Personal information
- Full name: Juan Carlos Gauto
- Date of birth: 2 June 2004 (age 22)
- Place of birth: Perito Moreno, Argentina
- Height: 1.72 m (5 ft 8 in)
- Position: Midfielder

Team information
- Current team: Platense (on loan from Basel)
- Number: 33

Youth career
- 2015–2022: Huracán

Senior career*
- Years: Team / Apps / (Gls)
- 2022–2023: Huracán / 40 / (1)
- 2023–: Basel / 23 / (0)
- 2024–2025: → Deportivo A Coruña (loan) / 15 / (0)
- 2026–: → Platense (loan) / 16 / (0)

International career^{‡}
- 2022–: Argentina U20 / 8 / (2)

= Juan Gauto =

Argentine footballer

Juan Carlos Gauto (born 2 June 2004) is an Argentine professional footballer who plays as a midfielder for Argentine Primera División club Platense, on loan from Swiss Super League club Basel. He played for the Argentina U-20 in the 2023 FIFA U-20 World Cup.

==Club career==

===Huracán===
Gauto joined Huracán's youth department in 2015. At the traditional Argentine club he played at all youth levels, advancing regularly. Due to his quality and speed, trainer Israel Damonte promoted Gauto from their U-20 to their first team in 2020, giving him his first professional contract. However, the COVID-19 pandemic cut short his visit in the top flight and he was assigned to the reserve team. Gauto advanced to the first team again two years later and he made his professional debut for them in the match against Tigre on 15 April 2022. Gauto scored his first professional goal on 18 February 2023, during a championship match against Barracas Central. He scored after coming into play as substitute and thus contributed to his team's victory (2–0 final score).

===Basel===
On 28 August 2023, Swiss Super League side Basel announced that they had signed Gauto on a five-year deal. He joined Basel's first team for their 2023–24 season under head coach Timo Schultz.
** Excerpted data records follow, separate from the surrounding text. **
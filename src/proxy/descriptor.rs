//! Ordered proxy descriptor.
//!
//! Clash configs are meant to be read and diffed by people, so the key order
//! of every proxy is part of the output contract. The descriptor is a plain
//! sequence of entries and serializes in exactly that order.

use serde::ser::{Serialize, SerializeMap, Serializer};
use serde_yaml::Value;

#[derive(Debug, Clone, Default, PartialEq)]
pub struct ProxyDescriptor {
    entries: Vec<(String, Value)>,
}

impl ProxyDescriptor {
    pub fn new() -> Self {
        Self::default()
    }

    /// Append an entry. Keys are expected to be unique; a repeated key is
    /// replaced in place so the first insertion position wins.
    pub fn push(&mut self, key: impl Into<String>, value: impl Into<Value>) {
        let key = key.into();
        let value = value.into();
        match self.entries.iter_mut().find(|(k, _)| *k == key) {
            Some(entry) => entry.1 = value,
            None => self.entries.push((key, value)),
        }
    }

    /// Builder-style [`ProxyDescriptor::push`].
    pub fn with(mut self, key: impl Into<String>, value: impl Into<Value>) -> Self {
        self.push(key, value);
        self
    }

    pub fn get(&self, key: &str) -> Option<&Value> {
        self.entries
            .iter()
            .find(|(k, _)| k == key)
            .map(|(_, v)| v)
    }

    pub fn keys(&self) -> impl Iterator<Item = &str> {
        self.entries.iter().map(|(k, _)| k.as_str())
    }

    pub fn name(&self) -> Option<&str> {
        self.get("name").and_then(Value::as_str)
    }

    /// Convert a YAML mapping, keeping its order. Returns `None` when any key
    /// is not a string.
    pub fn from_mapping(mapping: serde_yaml::Mapping) -> Option<Self> {
        let mut descriptor = Self::new();
        for (key, value) in mapping {
            match key {
                Value::String(key) => descriptor.push(key, value),
                _ => return None,
            }
        }
        Some(descriptor)
    }
}

impl Serialize for ProxyDescriptor {
    fn serialize<S: Serializer>(&self, serializer: S) -> Result<S::Ok, S::Error> {
        let mut map = serializer.serialize_map(Some(self.entries.len()))?;
        for (key, value) in &self.entries {
            map.serialize_entry(key, value)?;
        }
        map.end()
    }
}

/// Nested mapping value with the given entries in order.
pub fn mapping<const N: usize>(entries: [(&str, Value); N]) -> Value {
    let mut map = serde_yaml::Mapping::with_capacity(N);
    for (key, value) in entries {
        map.insert(Value::String(key.to_string()), value);
    }
    Value::Mapping(map)
}

#[cfg(test)]
mod tests {
    use super::*;

    #[test]
    fn serializes_in_insertion_order() {
        let descriptor = ProxyDescriptor::new()
            .with("name", "zeta")
            .with("type", "vless")
            .with("alpn", vec!["h2", "http/1.1"])
            .with("port", 443);
        let yaml = serde_yaml::to_string(&descriptor).unwrap();
        assert_eq!(
            yaml,
            "name: zeta\ntype: vless\nalpn:\n- h2\n- http/1.1\nport: 443\n"
        );
    }

    #[test]
    fn nested_mapping_is_block_style() {
        let descriptor = ProxyDescriptor::new().with(
            "reality-opts",
            mapping([
                ("public-key", Value::from("PKEY")),
                ("short-id", Value::from("ab12")),
            ]),
        );
        let yaml = serde_yaml::to_string(&descriptor).unwrap();
        assert_eq!(yaml, "reality-opts:\n  public-key: PKEY\n  short-id: ab12\n");
    }

    #[test]
    fn repeated_key_keeps_first_position() {
        let mut descriptor = ProxyDescriptor::new().with("a", 1).with("b", 2);
        descriptor.push("a", 3);
        assert_eq!(descriptor.keys().collect::<Vec<_>>(), ["a", "b"]);
        assert_eq!(descriptor.get("a"), Some(&Value::from(3)));
    }

    #[test]
    fn from_mapping_preserves_order() {
        let mapping: serde_yaml::Mapping =
            serde_yaml::from_str("name: hk\ntype: ss\nserver: hk.example\nport: 8388\n").unwrap();
        let descriptor = ProxyDescriptor::from_mapping(mapping).unwrap();
        assert_eq!(
            descriptor.keys().collect::<Vec<_>>(),
            ["name", "type", "server", "port"]
        );
        assert_eq!(descriptor.name(), Some("hk"));
    }

    #[test]
    fn from_mapping_rejects_non_string_keys() {
        let mapping: serde_yaml::Mapping = serde_yaml::from_str("1: one\nname: x\n").unwrap();
        assert!(ProxyDescriptor::from_mapping(mapping).is_none());
    }
}
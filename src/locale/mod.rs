//! locale — identifiers, phrase templates, compiled-in resources, and the
//! resolver.
//!
//! Purpose
//! -------
//! Provide the locale layer of the crate: explicit [`LocaleId`] values
//! (never ambient process state), [`LocaleTemplate`] phrase records, the
//! static resource tables, and the [`LocaleResolver`] that walks
//! exact-tag → base-language → default-locale resolution with a per-engine
//! cache.
//!
//! Conventions
//! -----------
//! - Resources are compiled-in data (`resources`), not runtime lookups; a
//!   template miss after default-locale fallback is a configuration defect
//!   (`FormatError::MissingResource`).
//! - Custom units bypass this layer entirely via their explicit templates.

pub mod resolver;
pub(crate) mod resources;
pub mod templates;

// ---- Re-exports (primary public surface) ----------------------------------

pub use self::resolver::LocaleResolver;
pub use self::templates::{LocaleId, LocaleTemplate, DEFAULT_ROUNDING_TOLERANCE};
Gauto made his Swiss Super League debut for the club in the home game in the St. Jakob-Park on 3 September, coming on as a substitute in the 59th minute, as Basel played a 2–2 draw with Zürich. He scored his first goal for his new club in the Swiss Cup away game two weeks later on 16 September. In fact he scored a brace, the team's fourth and fifth goals as Basel went on to win 8–0 against amateur club FC Bosporus.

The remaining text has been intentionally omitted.